Fans who prefer Wilson’s medical thrillers, like Sims (2003), will nonetheless find delight here, as Wilson and Jack take on a Scientology organization clone. Although Repairman Jack—a man who’s never been photographed or fingerprinted, has no identifying social security card, credit card, or insurance, and pays no taxes—is led about by the Ally, an Anti-Otherness entity or force, Jack’s jobs usually take place repairing cracks in humankind that appear to be less than mystical. Here, he has two human jobs that eventually crisscross each other on an occult level. And he has a pregnant girlfriend, Gia DiLauro, who has a snappy nine-year-old daughter, Vicky. Jack’s first job is to rescue Johnny Roselli, the absent son of aged millionaire Maria Roselli, from the multibillion-dollar Dormentalist Church (read: Scientology), which buys up property all over the planet and has sucked Johnny and his wealth into its innards. Cooper Blascoe, the church’s founder, is presently in suspended animation (read: dead?), and the church is being run by Luther Brady.
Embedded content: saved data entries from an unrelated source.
//! Error types for the valuation engine.

use thiserror::Error;

/// Result type alias for engine operations.
pub type Result<T> = std::result::Result<T, EngineError>;

/// Error types for the analytics engine.
///
/// Invalid-request errors (`InvalidTicker`, `InvalidParameter`) are raised
/// before any computation starts. `MissingData` marks a computation whose
/// required snapshot field is unknown; a missing input that only affects a
/// single derived value is expressed as `None` in the result instead.
#[derive(Error, Debug)]
pub enum EngineError {
    /// Ticker failed validation.
    #[error("Invalid ticker: {ticker:?}")]
    InvalidTicker { ticker: String },

    /// Invalid parameter value.
    #[error("Invalid parameter: {message}")]
    InvalidParameter { message: String },

    /// A required financial-statement field is unknown.
    #[error("Missing data: {field}")]
    MissingData { field: String },

    /// Terminal growth at or above the terminal-period discount rate.
    #[error(
        "Divergent terminal value: terminal growth {growth} must be below the terminal WACC {wacc}"
    )]
    DivergentTerminalValue { wacc: f64, growth: f64 },

    /// Data length mismatch between arrays.
    #[error("Data length mismatch: expected {expected}, got {actual}")]
    LengthMismatch { expected: usize, actual: usize },

    /// Insufficient data for calculation.
    #[error("Insufficient data: need at least {required} elements, got {available}")]
    InsufficientData { required: usize, available: usize },
}

impl EngineError {
    /// Create an invalid ticker error.
    pub fn invalid_ticker(ticker: impl Into<String>) -> Self {
        Self::InvalidTicker {
            ticker: ticker.into(),
        }
    }

    /// Create an invalid parameter error.
    pub fn invalid_parameter(message: impl Into<String>) -> Self {
        Self::InvalidParameter {
            message: message.into(),
        }
    }

    /// Create a missing data error.
    pub fn missing_data(field: impl Into<String>) -> Self {
        Self::MissingData {
            field: field.into(),
        }
    }

    /// Create a divergent terminal value error.
    pub fn divergent_terminal(wacc: f64, growth: f64) -> Self {
        Self::DivergentTerminalValue { wacc, growth }
    }

    /// Create a length mismatch error.
    pub fn length_mismatch(expected: usize, actual: usize) -> Self {
        Self::LengthMismatch { expected, actual }
    }

    /// Create an insufficient data error.
    pub fn insufficient_data(required: usize, available: usize) -> Self {
        Self::InsufficientData {
            required,
            available,
        }
    }
}

#[cfg(feature = "python")]
impl From<EngineError> for pyo3::PyErr {
    fn from(err: EngineError) -> pyo3::PyErr {
        pyo3::exceptions::PyValueError::new_err(err.to_string())
    }
}

#[cfg(test)]
mod tests {
    use super::*;

    #[test]
    fn test_error_messages() {
        let err = EngineError::divergent_terminal(0.05, 0.06);
        let msg = err.to_string();
        assert!(msg.contains("0.06"));
        assert!(msg.contains("0.05"));

        let err = EngineError::missing_data("free_cash_flow");
        assert!(err.to_string().contains("free_cash_flow"));
    }
}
Hints of the Ally at work, through women with dogs, arise while the Dormentalists (who worship The Presence and work toward Opus Omega) promise to awaken “the Other you” (read: the Otherness in you). Jack’s second job is to save a nun being blackmailed by slimy Richie Cordova, whose cover is his p.i. agency. Jack fails his lie-detector test as a prospective Dormentalist, but his fake i.d. as a Swiss with $200 million lands him acceptance by oily Luther Brady himself. Jack teams with investigative reporter Jamie Grant, who hopes to expose the cult but finds herself sinking into occult horror. Will the Otherness join with the Ally when Opus Omega is finished?

Too bad rumpled Michael Moore doesn’t act: he’d be a true-hearted Jack striking at Christopher Plummer purring as top Dormentalist Brady.